As those bugs are fixed now, let’s see how to configure Fedora or RHEL (with dracut) and Archlinux (with mkinitcpio) to automatically assemble the MD-RAID on dm-integrity volumes so that the root file system can reside on them.
Word of caution
As we’re modifying disk partitions and completely overwriting them, modifying boot-time configuration and in general performing rather complex and advanced configuration, make sure you have good and current backups of the data you care about!
First, we need to prepare partitions for the volumes that will be used by dm-integrity. There are no special requirements for them, but it’s a good idea to keep them aligned to 1MiB boundaries. That’s especially important when working with SSDs or with HDDs that have 4KiB native sectors (so called Advanced Format disks). Current versions of tools like parted do that automatically.
As most hard disks do come in 4KiB sector sizes (and future replacements are only more and more likely to be like this), we need to format the partition with a 4096B sector size.
The main feature of dm-integrity is the calculation and verification of checksums, as such we need a checksum that is fast enough.
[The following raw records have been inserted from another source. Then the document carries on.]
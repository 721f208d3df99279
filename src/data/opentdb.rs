//! Open Trivia DB API client
//!
//! This module issues the single upstream request the proxy depends on and
//! classifies its outcome. It does no retrying, throttling or caching; see
//! `retry`, `rate_limit` and `query` for those.

use std::time::Duration;

use async_trait::async_trait;
use reqwest::{Client, StatusCode};
use serde::Deserialize;
use thiserror::Error;

use super::{QueryFilters, RawQuestion};

/// Base URL for the Open Trivia DB API
pub const OPENTDB_BASE_URL: &str = "https://opentdb.com/api.php";

/// Upper bound for a single upstream request
pub const REQUEST_TIMEOUT: Duration = Duration::from_secs(5);

/// Errors that can occur when fetching questions
///
/// Only [`UpstreamError::RateLimited`] is treated differently by the retry
/// policy; every other variant is a plain upstream failure.
#[derive(Debug, Error)]
pub enum UpstreamError {
    /// Upstream answered HTTP 429
    #[error("Upstream rate limit exceeded (HTTP 429)")]
    RateLimited,

    /// Upstream answered with a non-success status other than 429
    #[error("Upstream returned HTTP {0}")]
    Status(u16),

    /// HTTP request failed (connection error, timeout, ...)
    #[error("HTTP request failed: {0}")]
    Request(#[from] reqwest::Error),

    /// Failed to parse JSON response
    #[error("Failed to parse JSON response: {0}")]
    Parse(#[from] serde_json::Error),
}

impl UpstreamError {
    /// Whether this failure is the upstream's rate-limit signal
    pub fn is_rate_limited(&self) -> bool {
        matches!(self, UpstreamError::RateLimited)
    }
}

/// A successfully decoded upstream reply
#[derive(Debug, Clone, PartialEq)]
pub struct UpstreamResponse {
    /// HTTP status of the reply
    pub status: u16,
    /// Open Trivia DB response code; 0 means success
    pub response_code: i64,
    /// Raw, still-encoded questions
    pub results: Vec<RawQuestion>,
}

/// Source of raw trivia questions
///
/// Implemented by [`OpenTdbClient`] in production and by scripted stubs in tests.
#[async_trait]
pub trait TriviaSource: Send + Sync {
    /// Fetch one batch of `amount` questions matching `filters`
    ///
    /// `filters.search` is applied locally and never sent upstream.
    async fn fetch(
        &self,
        amount: u32,
        filters: &QueryFilters,
    ) -> Result<UpstreamResponse, UpstreamError>;
}

/// Open Trivia DB response body
#[derive(Debug, Deserialize)]
struct ApiResponse {
    response_code: i64,
    #[serde(default)]
    results: Vec<RawQuestion>,
}

/// Client for fetching questions from Open Trivia DB
#[derive(Debug, Clone)]
pub struct OpenTdbClient {
    client: Client,
    /// Base URL for the API (allows override for testing)
    base_url: String,
}

impl OpenTdbClient {
    /// Creates a client with the 5 second request timeout
    ///
    /// # Arguments
    /// * `base_url` - Endpoint to query, usually [`OPENTDB_BASE_URL`]
    ///
    /// # Returns
    /// * `Ok(OpenTdbClient)` on success
    /// * `Err(reqwest::Error)` if the HTTP client cannot be built (e.g. TLS init failure)
    pub fn new(base_url: impl Into<String>) -> Result<Self, reqwest::Error> {
        let client = Client::builder().timeout(REQUEST_TIMEOUT).build()?;
        Ok(Self::with_client(client, base_url))
    }

    /// Creates a client around an existing HTTP client
    pub fn with_client(client: Client, base_url: impl Into<String>) -> Self {
        Self {
            client,
            base_url: base_url.into(),
        }
    }

    /// Returns the configured endpoint
    pub fn base_url(&self) -> &str {
        &self.base_url
    }
}

#[async_trait]
impl TriviaSource for OpenTdbClient {
    async fn fetch(
        &self,
        amount: u32,
        filters: &QueryFilters,
    ) -> Result<UpstreamResponse, UpstreamError> {
        let params = query_params(amount, filters);

        let response = self.client.get(&self.base_url).query(&params).send().await?;
        let status = response.status();

        if status == StatusCode::TOO_MANY_REQUESTS {
            return Err(UpstreamError::RateLimited);
        }
        if !status.is_success() {
            return Err(UpstreamError::Status(status.as_u16()));
        }

        let text = response.text().await?;
        parse_body(status.as_u16(), &text)
    }
}

/// Builds the upstream query string, leaving out unset filters
fn query_params(amount: u32, filters: &QueryFilters) -> Vec<(&'static str, String)> {
    let filters = filters.normalized();
    let mut params = vec![("amount", amount.to_string())];

    if let Some(category) = filters.category {
        params.push(("category", category));
    }
    if let Some(difficulty) = filters.difficulty {
        params.push(("difficulty", difficulty.as_str().to_string()));
    }
    if let Some(kind) = filters.kind {
        params.push(("type", kind.as_str().to_string()));
    }

    params
}

/// Parses an upstream body into an UpstreamResponse
fn parse_body(status: u16, text: &str) -> Result<UpstreamResponse, UpstreamError> {
    let body: ApiResponse = serde_json::from_str(text)?;
    Ok(UpstreamResponse {
        status,
        response_code: body.response_code,
        results: body.results,
    })
}

#[cfg(test)]
mod tests {
    use super::*;
    use crate::data::{Difficulty, QuestionType};
    use axum::{extract::Query, routing::get, Router};
    use std::collections::HashMap;
    use tokio::net::TcpListener;

    /// Serves `router` on an ephemeral local port and returns its endpoint URL
    async fn serve(router: Router) -> String {
        let listener = TcpListener::bind("127.0.0.1:0").await.expect("Should bind");
        let addr = listener.local_addr().expect("Should have local address");
        tokio::spawn(async move {
            let _ = axum::serve(listener, router).await;
        });
        format!("http://{}/api.php", addr)
    }

    /// Endpoint answering every request with `status` and `body`
    async fn stub_upstream(status: StatusCode, body: &'static str) -> String {
        serve(Router::new().route("/api.php", get(move || async move { (status, body) }))).await
    }

    /// Sample valid Open Trivia DB response
    const VALID_RESPONSE: &str = r#"{
        "response_code": 0,
        "results": [
            {
                "type": "multiple",
                "difficulty": "easy",
                "category": "Entertainment: Video Games",
                "question": "What is the name of the main character in &quot;The Legend of Zelda&quot;?",
                "correct_answer": "Link",
                "incorrect_answers": ["Zelda", "Ganon", "Epona"]
            },
            {
                "type": "boolean",
                "difficulty": "hard",
                "category": "Science &amp; Nature",
                "question": "The speed of light is faster than the speed of sound.",
                "correct_answer": "True",
                "incorrect_answers": ["False"]
            }
        ]
    }"#;

    /// Open Trivia DB reply for a query with too few matching questions
    const NO_RESULTS_RESPONSE: &str = r#"{"response_code": 1, "results": []}"#;

    #[test]
    fn test_parse_valid_response() {
        let response = parse_body(200, VALID_RESPONSE).expect("Should parse valid response");

        assert_eq!(response.status, 200);
        assert_eq!(response.response_code, 0);
        assert_eq!(response.results.len(), 2);
        assert_eq!(response.results[0].correct_answer, "Link");
        assert_eq!(response.results[1].kind, QuestionType::Boolean);
        assert_eq!(response.results[1].difficulty, Difficulty::Hard);
    }

    #[test]
    fn test_parse_non_zero_response_code() {
        let response = parse_body(200, NO_RESULTS_RESPONSE).expect("Should parse");

        assert_eq!(response.response_code, 1);
        assert!(response.results.is_empty());
    }

    #[test]
    fn test_parse_missing_results_defaults_to_empty() {
        let response = parse_body(200, r#"{"response_code": 2}"#).expect("Should parse");

        assert_eq!(response.response_code, 2);
        assert!(response.results.is_empty());
    }

    #[test]
    fn test_parse_malformed_body_is_an_error() {
        let result = parse_body(200, "<html>Bad Gateway</html>");

        assert!(matches!(result, Err(UpstreamError::Parse(_))));
    }

    #[test]
    fn test_query_params_amount_only() {
        let params = query_params(50, &QueryFilters::default());

        assert_eq!(params, vec![("amount", "50".to_string())]);
    }

    #[test]
    fn test_query_params_all_filters() {
        let filters = QueryFilters {
            category: Some("9".to_string()),
            difficulty: Some(Difficulty::Medium),
            kind: Some(QuestionType::Multiple),
            search: Some("capital".to_string()),
        };

        let params = query_params(50, &filters);

        assert_eq!(
            params,
            vec![
                ("amount", "50".to_string()),
                ("category", "9".to_string()),
                ("difficulty", "medium".to_string()),
                ("type", "multiple".to_string()),
            ]
        );
    }

    #[test]
    fn test_query_params_skip_empty_category() {
        let filters = QueryFilters {
            category: Some(String::new()),
            ..Default::default()
        };

        let params = query_params(50, &filters);

        assert_eq!(params.len(), 1);
    }

    #[test]
    fn test_rate_limited_classification() {
        assert!(UpstreamError::RateLimited.is_rate_limited());
        assert!(!UpstreamError::Status(503).is_rate_limited());
    }

    #[test]
    fn test_error_display() {
        assert_eq!(UpstreamError::Status(503).to_string(), "Upstream returned HTTP 503");
        assert!(UpstreamError::RateLimited.to_string().contains("429"));
    }

    #[test]
    fn test_client_keeps_base_url() {
        let client = OpenTdbClient::new("http://localhost:9/api.php").expect("Should build client");
        assert_eq!(client.base_url(), "http://localhost:9/api.php");
    }

    #[tokio::test]
    async fn test_fetch_429_is_rate_limited() {
        let url = stub_upstream(StatusCode::TOO_MANY_REQUESTS, r#"{"response_code": 5}"#).await;
        let client = OpenTdbClient::new(url).expect("Should build client");

        let result = client.fetch(50, &QueryFilters::default()).await;

        assert!(matches!(result, Err(UpstreamError::RateLimited)));
    }

    #[tokio::test]
    async fn test_fetch_server_error_is_status() {
        let url = stub_upstream(StatusCode::SERVICE_UNAVAILABLE, "down").await;
        let client = OpenTdbClient::new(url).expect("Should build client");

        let result = client.fetch(50, &QueryFilters::default()).await;

        assert!(matches!(result, Err(UpstreamError::Status(503))));
    }

    #[tokio::test]
    async fn test_fetch_success_parses_body() {
        let url = stub_upstream(StatusCode::OK, VALID_RESPONSE).await;
        let client = OpenTdbClient::new(url).expect("Should build client");

        let response = client
            .fetch(50, &QueryFilters::default())
            .await
            .expect("Should fetch");

        assert_eq!(response.status, 200);
        assert_eq!(response.response_code, 0);
        assert_eq!(response.results.len(), 2);
    }

    #[tokio::test]
    async fn test_fetch_non_json_success_is_parse_error() {
        let url = stub_upstream(StatusCode::OK, "<html>maintenance</html>").await;
        let client = OpenTdbClient::new(url).expect("Should build client");

        let result = client.fetch(50, &QueryFilters::default()).await;

        assert!(matches!(result, Err(UpstreamError::Parse(_))));
    }

    #[tokio::test]
    async fn test_fetch_sends_filters_but_not_search() {
        let router = Router::new().route(
            "/api.php",
            get(|Query(params): Query<HashMap<String, String>>| async move {
                let expected = params.get("amount").map(String::as_str) == Some("50")
                    && params.get("category").map(String::as_str) == Some("9")
                    && params.get("difficulty").map(String::as_str) == Some("easy")
                    && params.get("type").map(String::as_str) == Some("boolean")
                    && !params.contains_key("search");
                if expected {
                    (StatusCode::OK, r#"{"response_code": 0, "results": []}"#)
                } else {
                    (StatusCode::BAD_REQUEST, "unexpected query")
                }
            }),
        );
        let client = OpenTdbClient::new(serve(router).await).expect("Should build client");
        let filters = QueryFilters {
            category: Some("9".to_string()),
            difficulty: Some(Difficulty::Easy),
            kind: Some(QuestionType::Boolean),
            search: Some("moon".to_string()),
        };

        let response = client.fetch(50, &filters).await.expect("Should fetch");

        assert_eq!(response.response_code, 0);
    }

    #[tokio::test]
    async fn test_fetch_timeout_is_request_error() {
        let router = Router::new().route(
            "/api.php",
            get(|| async {
                tokio::time::sleep(Duration::from_millis(500)).await;
                (StatusCode::OK, r#"{"response_code": 0, "results": []}"#)
            }),
        );
        let url = serve(router).await;
        let http = Client::builder()
            .timeout(Duration::from_millis(50))
            .build()
            .expect("Should build HTTP client");
        let client = OpenTdbClient::with_client(http, url);

        let result = client.fetch(50, &QueryFilters::default()).await;

        match result {
            Err(UpstreamError::Request(e)) => assert!(e.is_timeout()),
            other => panic!("expected a timeout, got {:?}", other),
        }
    }
}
To do a quick benchmark, you may use OpenSSL:
$ openssl speed md5 sha1 sha256 sha512 ... type 16 bytes 64 bytes 256 bytes 1024 bytes 8192 bytes 16384 bytes md5 165603.90k 373152.90k 664617.35k 816564.66k 871069.01k 882553.30k sha1 185971.19k 427639.36k 846229.23k 1108107.61k 1228931.51k 1233747.97k sha256 99550.05k 219782.83k 413438.72k 517541.21k 556638.21k 559961.43k sha512 64932.77k 258782.93k 459379.29k 693776.04k 799465.47k 810766.90k
(Technically, we should benchmark the kernel hash performance as that’s what we’ll use, but I didn’t find an easy way to do that. Drop me a line if you know how to do it.)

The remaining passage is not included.